UK says will allow banks to take more risk to stay competitive



By Huw Jones, Iain Withers and Lawrence White

LONDON, Nov 29 (Reuters) - Britain will change its rulebook to allow banks to take more risks in order to keep the City of London a leading global financial centre, a government minister said on Tuesday.

The City was largely cut off from the European Union by Brexit and faces greater competition from centres like Paris and Frankfurt, as well as longstanding rivals like New York and Singapore.

Next week the EU will set out a new law to force banks in the bloc to shift some of their euro derivatives clearing from London to Frankfurt.

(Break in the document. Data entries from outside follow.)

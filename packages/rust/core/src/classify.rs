//! Line classification for experience, project and education entries.
//!
//! Every body line of an entry is classified on its own by walking
//! [`ENTRY_RULES`] in order; the first rule that recognises the line wins.
//! The only state carried between lines is whether a bare `Tags:` label
//! has opened a nested tag list.

use std::sync::LazyLock;

use regex::Regex;
use url::Url;

use folio_markdown::syntax::{indent_width, strip_bullet};
use folio_shared::Link;

use crate::dates::{ParsedRange, parse_date_range};

/// Labels whose value is a tag list.
const TAG_LABELS: &[&str] = &[
    "tags",
    "skills",
    "tech",
    "stack",
    "tech stack",
    "technologies",
    "built with",
];

/// Labels whose value is a URL.
const LINK_LABELS: &[&str] = &[
    "link",
    "links",
    "url",
    "repo",
    "repository",
    "github",
    "source",
    "demo",
    "live",
    "website",
    "site",
];

/// Labels whose value names the employer or institution.
const ORGANIZATION_LABELS: &[&str] = &[
    "company",
    "organization",
    "organisation",
    "employer",
    "school",
    "institution",
    "university",
];

/// What a single entry body line turned out to be.
#[derive(Debug, Clone, PartialEq, Eq)]
pub enum EntryLine<'a> {
    /// A date range; may carry malformed tokens.
    Dates(ParsedRange),
    /// A bullet under an open bare `Tags:` label.
    NestedTag(&'a str),
    /// A list item; marker removed.
    Bullet(&'a str),
    /// A tag label. An empty list opens a nested tag list.
    Tags(Vec<String>),
    /// A link label with a valid absolute URL.
    Link(Link),
    /// A link label whose value is not a usable URL.
    BadLink(&'a str),
    /// An employer / institution label.
    Organization(&'a str),
    /// Anything else, trimmed.
    Description(&'a str),
}

/// State threaded between lines of one entry.
#[derive(Debug, Default, Clone)]
pub struct ClassifyState {
    /// Indentation of the bare `Tags:` line whose nested list is open.
    open_tag_list: Option<usize>,
}

type Matcher = for<'a> fn(&'a str, &ClassifyState) -> Option<EntryLine<'a>>;

/// Classification rules in priority order. The last rule always matches.
pub const ENTRY_RULES: &[(&str, Matcher)] = &[
    ("date-range", match_date_range),
    ("nested-tag", match_nested_tag),
    ("bullet", match_bullet),
    ("tag-label", match_tag_label),
    ("link-label", match_link_label),
    ("organization-label", match_organization_label),
    ("description", match_description),
];

/// Classify one line against [`ENTRY_RULES`] without touching state.
pub fn classify<'a>(line: &'a str, state: &ClassifyState) -> EntryLine<'a> {
    ENTRY_RULES
        .iter()
        .find_map(|(_, rule)| rule(line, state))
        .unwrap_or_else(|| EntryLine::Description(line.trim()))
}

/// Walks an entry's body lines, classifying each and tracking nested tag lists.
#[derive(Debug, Default)]
pub struct EntryClassifier {
    state: ClassifyState,
}

impl EntryClassifier {
    /// Classify the next line. Blank lines return `None` and close any open
    /// nested tag list.
    pub fn next_line<'a>(&mut self, line: &'a str) -> Option<EntryLine<'a>> {
        if line.trim().is_empty() {
            self.state.open_tag_list = None;
            return None;
        }

        let class = classify(line, &self.state);
        self.state.open_tag_list = match &class {
            EntryLine::NestedTag(_) => self.state.open_tag_list,
            EntryLine::Tags(tags) if tags.is_empty() => Some(indent_width(line)),
            _ => None,
        };
        Some(class)
    }
}

// ---------------------------------------------------------------------------
// Rules
// ---------------------------------------------------------------------------

fn match_date_range<'a>(line: &'a str, _: &ClassifyState) -> Option<EntryLine<'a>> {
    parse_date_range(line).map(EntryLine::Dates)
}

fn match_nested_tag<'a>(line: &'a str, state: &ClassifyState) -> Option<EntryLine<'a>> {
    let indent = state.open_tag_list?;
    if indent_width(line) < indent {
        return None;
    }
    strip_bullet(line).map(|tag| EntryLine::NestedTag(tag.trim()))
}

fn match_bullet<'a>(line: &'a str, _: &ClassifyState) -> Option<EntryLine<'a>> {
    strip_bullet(line).map(|item| EntryLine::Bullet(item.trim()))
}

fn match_tag_label<'a>(line: &'a str, _: &ClassifyState) -> Option<EntryLine<'a>> {
    let (label, value) = split_label(line)?;
    is_label(label, TAG_LABELS).then(|| EntryLine::Tags(split_list(value)))
}

fn match_link_label<'a>(line: &'a str, _: &ClassifyState) -> Option<EntryLine<'a>> {
    let (label, value) = split_label(line)?;
    if !is_label(label, LINK_LABELS) {
        return None;
    }
    Some(match parse_link(label, value) {
        Some(link) => EntryLine::Link(link),
        None => EntryLine::BadLink(line.trim()),
    })
}

fn match_organization_label<'a>(line: &'a str, _: &ClassifyState) -> Option<EntryLine<'a>> {
    let (label, value) = split_label(line)?;
    (is_label(label, ORGANIZATION_LABELS) && !value.is_empty())
        .then_some(EntryLine::Organization(value))
}

fn match_description<'a>(line: &'a str, _: &ClassifyState) -> Option<EntryLine<'a>> {
    Some(EntryLine::Description(line.trim()))
}

// ---------------------------------------------------------------------------
// Helpers
// ---------------------------------------------------------------------------

fn is_label(label: &str, known: &[&str]) -> bool {
    let label = label.to_lowercase();
    known.contains(&label.as_str())
}

/// Split `Label: value`, tolerating bold labels (`**Tags:** a, b`).
/// Labels are short and start with a letter.
pub fn split_label(line: &str) -> Option<(&str, &str)> {
    static LABEL_RE: LazyLock<Regex> = LazyLock::new(|| {
        Regex::new(
            r"^\s*(?:\*\*|__)?\s*([A-Za-z][A-Za-z &/-]{0,39}?)\s*(?:\*\*|__)?\s*:\s*(?:\*\*|__)?\s*(.*?)\s*$",
        )
        .expect("valid regex")
    });

    let caps = LABEL_RE.captures(line)?;
    let label = caps.get(1)?.as_str();
    let value = caps.get(2).map_or("", |m| m.as_str());
    Some((label, value))
}

/// Split a comma- or pipe-delimited list; trims items and drops empties.
pub fn split_list(value: &str) -> Vec<String> {
    value
        .split([',', '|'])
        .map(str::trim)
        .filter(|s| !s.is_empty())
        .map(str::to_string)
        .collect()
}

/// Read a URL from a label value: bare, `<url>`, or `[text](url)`.
/// Only absolute http(s) and mailto URLs are accepted.
pub fn parse_link(label: &str, value: &str) -> Option<Link> {
    static MD_LINK_RE: LazyLock<Regex> = LazyLock::new(|| {
        Regex::new(r"^\[([^\]]*)\]\(\s*([^)\s]+)\s*\)$").expect("valid regex")
    });

    let value = value.trim();
    let (text, raw) = match MD_LINK_RE.captures(value) {
        Some(caps) => (
            caps.get(1).map_or("", |m| m.as_str()).trim(),
            caps.get(2).map_or("", |m| m.as_str()),
        ),
        None => ("", value.trim_start_matches('<').trim_end_matches('>')),
    };

    let url = absolute_url(raw)?;
    Some(Link {
        label: if text.is_empty() { label.trim().to_string() } else { text.to_string() },
        url,
    })
}

/// Normalized absolute URL if `raw` is one.
pub fn absolute_url(raw: &str) -> Option<String> {
    let url = Url::parse(raw.trim()).ok()?;
    match url.scheme() {
        "http" | "https" if url.host().is_some() => Some(url.to_string()),
        "mailto" => Some(url.to_string()),
        _ => None,
    }
}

City minister Andrew Griffith said a new financial services bill now being approved in parliament will bring financial rule books up to date, make regulators nimbler, cut insurance capital buffers, though maintain high standards.

"The overall thrust of things is to allow more risk... You get reward from taking risks, you shouldn't be risk off, we just need to manage that in an appropriate way," Griffith told a Financial Times event.

"We can make the UK a better place to be a bank, to release some of that trapped capital over time around the ring fence," he added.

Banks have lobbied to ease rules that force them to ring fence or insulate their retail arms with a bespoke cushion of capital, a set of rules the Bank of England has vigorously defended.

The finance ministry has promised a "Big Bang 2.0" shake up of financial rules to boost the City's global competitiveness, though Griffith said he would be "pragmatic" and "selective" when it comes to scrapping any EU-originated rules.

The focus will be on keeping Britain an open financial market which allows skilled labour to move in and out, reducing "friction" through proportionate rules, and "alignment" with regulation elsewhere, wherever possible, Griffith said.

UK DISCOUNT

Britain's reputation as a stable location for financial services took a severe knock in September when a 'mini-budget' led to turmoil in bond markets, forcing the Bank of England to intervene.

Charlie Nunn, chief executive of Britain's biggest domestic bank Lloyds LLOY.L , told the event that while new prime minister Rishi Sunak had calmed markets, the period of political chaos had had a lasting effect on investor appetite.

"There is nervousness about the UK overall," Nunn said, referring to the period of political instability and concern over the nation's finances. "The UK still has that discount."

Nunn said he welcomed increased emphasis on the City's competitiveness, adding that it had not been a focus over the last decade.

Nunn said that in response to Britain's growing cost of living crisis the lender had begun offering struggling mortgage borrowers interest-only or lower cost products to help them cope, starting three to four months ago.

Alison Harding-Jones, head of EMEA M&A at US bank Citi, told the event that Britain remained a strong place and open for business.

"I hope what we've seen over the course of the past few months is a wobble that doesn't make a difference in the strength of the UK, but we will have to see," she said.